:: REQUIREMENT ::
In the data below, locate each line with the word "within" and list it.

:: Stored records ::

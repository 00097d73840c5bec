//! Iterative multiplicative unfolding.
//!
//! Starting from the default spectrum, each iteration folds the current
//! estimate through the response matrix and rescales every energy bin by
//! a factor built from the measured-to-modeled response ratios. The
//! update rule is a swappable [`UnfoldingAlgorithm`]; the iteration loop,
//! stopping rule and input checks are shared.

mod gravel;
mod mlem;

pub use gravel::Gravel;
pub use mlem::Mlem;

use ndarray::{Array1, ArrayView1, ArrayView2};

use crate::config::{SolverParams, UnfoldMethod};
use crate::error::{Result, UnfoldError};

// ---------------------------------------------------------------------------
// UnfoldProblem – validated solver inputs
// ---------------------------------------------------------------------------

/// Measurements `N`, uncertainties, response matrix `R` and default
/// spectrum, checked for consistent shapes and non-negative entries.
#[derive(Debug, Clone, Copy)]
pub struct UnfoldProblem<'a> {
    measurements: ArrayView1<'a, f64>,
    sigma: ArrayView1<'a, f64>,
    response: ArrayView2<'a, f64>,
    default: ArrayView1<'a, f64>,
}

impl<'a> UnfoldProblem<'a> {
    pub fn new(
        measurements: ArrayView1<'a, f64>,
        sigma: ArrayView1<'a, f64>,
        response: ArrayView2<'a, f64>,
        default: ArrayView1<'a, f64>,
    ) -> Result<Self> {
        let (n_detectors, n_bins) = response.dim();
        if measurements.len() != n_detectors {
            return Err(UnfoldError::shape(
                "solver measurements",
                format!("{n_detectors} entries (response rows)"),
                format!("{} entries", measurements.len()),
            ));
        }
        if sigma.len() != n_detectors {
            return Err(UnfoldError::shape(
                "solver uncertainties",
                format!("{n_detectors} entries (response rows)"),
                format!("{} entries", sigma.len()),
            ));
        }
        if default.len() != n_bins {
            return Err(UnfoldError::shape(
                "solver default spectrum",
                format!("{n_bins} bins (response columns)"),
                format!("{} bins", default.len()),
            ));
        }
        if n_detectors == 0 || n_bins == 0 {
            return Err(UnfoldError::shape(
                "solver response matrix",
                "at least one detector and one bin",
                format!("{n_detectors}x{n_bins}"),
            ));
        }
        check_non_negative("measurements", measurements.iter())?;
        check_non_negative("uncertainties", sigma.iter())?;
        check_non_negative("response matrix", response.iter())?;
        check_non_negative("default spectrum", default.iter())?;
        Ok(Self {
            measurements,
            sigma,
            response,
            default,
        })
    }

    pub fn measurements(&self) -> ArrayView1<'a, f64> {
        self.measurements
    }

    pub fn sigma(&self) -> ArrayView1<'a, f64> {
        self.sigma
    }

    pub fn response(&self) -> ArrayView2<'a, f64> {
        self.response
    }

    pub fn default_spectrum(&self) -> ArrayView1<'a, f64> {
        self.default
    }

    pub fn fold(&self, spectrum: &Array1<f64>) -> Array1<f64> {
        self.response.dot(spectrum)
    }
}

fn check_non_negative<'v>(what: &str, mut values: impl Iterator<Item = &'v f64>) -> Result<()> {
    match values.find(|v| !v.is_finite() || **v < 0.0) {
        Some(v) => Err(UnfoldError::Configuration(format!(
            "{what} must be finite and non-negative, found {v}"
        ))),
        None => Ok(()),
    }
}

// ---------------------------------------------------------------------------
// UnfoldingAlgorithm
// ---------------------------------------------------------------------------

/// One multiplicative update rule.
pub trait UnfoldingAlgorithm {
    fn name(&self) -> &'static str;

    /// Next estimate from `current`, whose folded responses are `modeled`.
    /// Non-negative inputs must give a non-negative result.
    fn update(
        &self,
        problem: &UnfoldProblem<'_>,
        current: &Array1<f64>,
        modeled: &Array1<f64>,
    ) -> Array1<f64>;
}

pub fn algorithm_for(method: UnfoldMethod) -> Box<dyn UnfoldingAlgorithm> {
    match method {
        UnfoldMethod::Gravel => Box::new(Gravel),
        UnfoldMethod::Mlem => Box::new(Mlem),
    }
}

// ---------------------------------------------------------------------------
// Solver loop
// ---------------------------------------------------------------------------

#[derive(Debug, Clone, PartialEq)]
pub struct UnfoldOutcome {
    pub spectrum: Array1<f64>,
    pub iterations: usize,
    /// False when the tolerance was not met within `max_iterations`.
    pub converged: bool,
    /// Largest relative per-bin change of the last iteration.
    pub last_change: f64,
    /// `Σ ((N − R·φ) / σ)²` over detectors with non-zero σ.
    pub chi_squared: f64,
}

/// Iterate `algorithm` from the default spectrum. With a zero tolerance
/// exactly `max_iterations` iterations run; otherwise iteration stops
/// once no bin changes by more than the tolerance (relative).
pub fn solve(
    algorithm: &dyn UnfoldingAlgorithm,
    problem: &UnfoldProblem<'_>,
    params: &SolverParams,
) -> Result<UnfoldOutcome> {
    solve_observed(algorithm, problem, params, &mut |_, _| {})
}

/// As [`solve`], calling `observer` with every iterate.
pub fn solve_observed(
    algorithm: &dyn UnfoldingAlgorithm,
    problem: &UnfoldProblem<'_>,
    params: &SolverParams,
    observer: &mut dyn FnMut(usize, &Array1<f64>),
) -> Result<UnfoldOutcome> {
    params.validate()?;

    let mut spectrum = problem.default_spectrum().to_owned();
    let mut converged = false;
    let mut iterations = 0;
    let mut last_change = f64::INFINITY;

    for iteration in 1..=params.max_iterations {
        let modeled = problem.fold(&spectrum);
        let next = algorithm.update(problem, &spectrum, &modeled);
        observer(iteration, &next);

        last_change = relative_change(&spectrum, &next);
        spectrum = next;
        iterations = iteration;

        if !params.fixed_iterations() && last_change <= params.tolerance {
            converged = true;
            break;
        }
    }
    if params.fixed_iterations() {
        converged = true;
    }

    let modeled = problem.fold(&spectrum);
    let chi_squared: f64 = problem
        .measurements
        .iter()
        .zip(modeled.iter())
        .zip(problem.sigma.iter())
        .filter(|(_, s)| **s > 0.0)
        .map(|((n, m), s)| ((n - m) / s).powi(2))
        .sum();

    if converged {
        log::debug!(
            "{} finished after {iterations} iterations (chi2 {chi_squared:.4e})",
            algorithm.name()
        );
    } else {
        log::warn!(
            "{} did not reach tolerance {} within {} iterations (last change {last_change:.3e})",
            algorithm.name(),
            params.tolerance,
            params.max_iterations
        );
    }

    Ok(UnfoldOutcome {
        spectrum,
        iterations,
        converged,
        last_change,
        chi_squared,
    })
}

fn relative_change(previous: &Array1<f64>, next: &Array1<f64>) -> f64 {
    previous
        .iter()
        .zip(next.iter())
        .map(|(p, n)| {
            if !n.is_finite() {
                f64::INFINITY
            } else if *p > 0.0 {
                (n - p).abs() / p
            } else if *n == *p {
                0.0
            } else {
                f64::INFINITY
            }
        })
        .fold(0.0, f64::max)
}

:: RESPONSE TO THIS TASK ::
    /// False when the tolerance was not met within `max_iterations`.
            "{} did not reach tolerance {} within {} iterations (last change {last_change:.3e})",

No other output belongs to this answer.